*** Opening DATA UNDER STUDY ***

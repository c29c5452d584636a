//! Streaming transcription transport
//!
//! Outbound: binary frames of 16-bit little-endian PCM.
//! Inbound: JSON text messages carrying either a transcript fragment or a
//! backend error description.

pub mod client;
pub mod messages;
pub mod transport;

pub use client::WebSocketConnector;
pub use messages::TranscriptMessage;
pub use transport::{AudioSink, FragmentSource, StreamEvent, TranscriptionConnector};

*** Closing DATA UNDER STUDY ***
*** Opening DATA UNDER STUDY ***

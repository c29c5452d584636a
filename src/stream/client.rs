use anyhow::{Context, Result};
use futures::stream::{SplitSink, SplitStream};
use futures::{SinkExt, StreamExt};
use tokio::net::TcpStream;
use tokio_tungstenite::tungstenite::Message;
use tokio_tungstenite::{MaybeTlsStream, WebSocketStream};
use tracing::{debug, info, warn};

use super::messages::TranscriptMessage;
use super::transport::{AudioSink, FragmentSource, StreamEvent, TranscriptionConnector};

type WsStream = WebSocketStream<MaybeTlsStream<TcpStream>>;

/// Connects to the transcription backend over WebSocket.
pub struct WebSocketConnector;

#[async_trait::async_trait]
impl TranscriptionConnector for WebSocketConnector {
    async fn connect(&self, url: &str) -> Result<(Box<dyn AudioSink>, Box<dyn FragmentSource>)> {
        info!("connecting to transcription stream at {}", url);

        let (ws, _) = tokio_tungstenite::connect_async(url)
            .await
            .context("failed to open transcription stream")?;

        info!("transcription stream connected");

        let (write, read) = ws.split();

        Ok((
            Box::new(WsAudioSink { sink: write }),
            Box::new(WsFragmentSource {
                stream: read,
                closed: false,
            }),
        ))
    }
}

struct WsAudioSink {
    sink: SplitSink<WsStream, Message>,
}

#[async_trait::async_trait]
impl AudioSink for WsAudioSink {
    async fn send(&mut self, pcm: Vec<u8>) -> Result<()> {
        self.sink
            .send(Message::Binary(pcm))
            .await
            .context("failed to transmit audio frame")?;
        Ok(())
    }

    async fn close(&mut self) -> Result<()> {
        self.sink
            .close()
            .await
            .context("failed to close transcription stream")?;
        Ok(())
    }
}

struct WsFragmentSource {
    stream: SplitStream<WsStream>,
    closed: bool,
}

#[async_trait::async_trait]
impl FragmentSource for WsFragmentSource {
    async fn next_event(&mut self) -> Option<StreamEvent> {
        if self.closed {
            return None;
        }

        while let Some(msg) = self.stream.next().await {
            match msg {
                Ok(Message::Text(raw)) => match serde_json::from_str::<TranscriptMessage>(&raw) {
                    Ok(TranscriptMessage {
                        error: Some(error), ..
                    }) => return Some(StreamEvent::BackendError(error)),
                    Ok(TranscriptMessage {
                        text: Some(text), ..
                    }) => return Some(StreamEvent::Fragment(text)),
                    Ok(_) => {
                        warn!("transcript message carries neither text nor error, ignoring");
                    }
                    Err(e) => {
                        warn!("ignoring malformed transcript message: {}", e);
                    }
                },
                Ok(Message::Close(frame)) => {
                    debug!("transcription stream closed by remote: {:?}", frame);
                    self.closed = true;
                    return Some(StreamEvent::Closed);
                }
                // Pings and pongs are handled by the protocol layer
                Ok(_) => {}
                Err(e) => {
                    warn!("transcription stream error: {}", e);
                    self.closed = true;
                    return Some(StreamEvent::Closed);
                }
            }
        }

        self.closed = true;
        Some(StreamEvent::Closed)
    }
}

*** Closing DATA UNDER STUDY ***

Your answer should be all lines from the data that contain "failed".

            .context("failed to open transcription stream")?;
            .context("failed to transmit audio frame")?;
            .context("failed to close transcription stream")?;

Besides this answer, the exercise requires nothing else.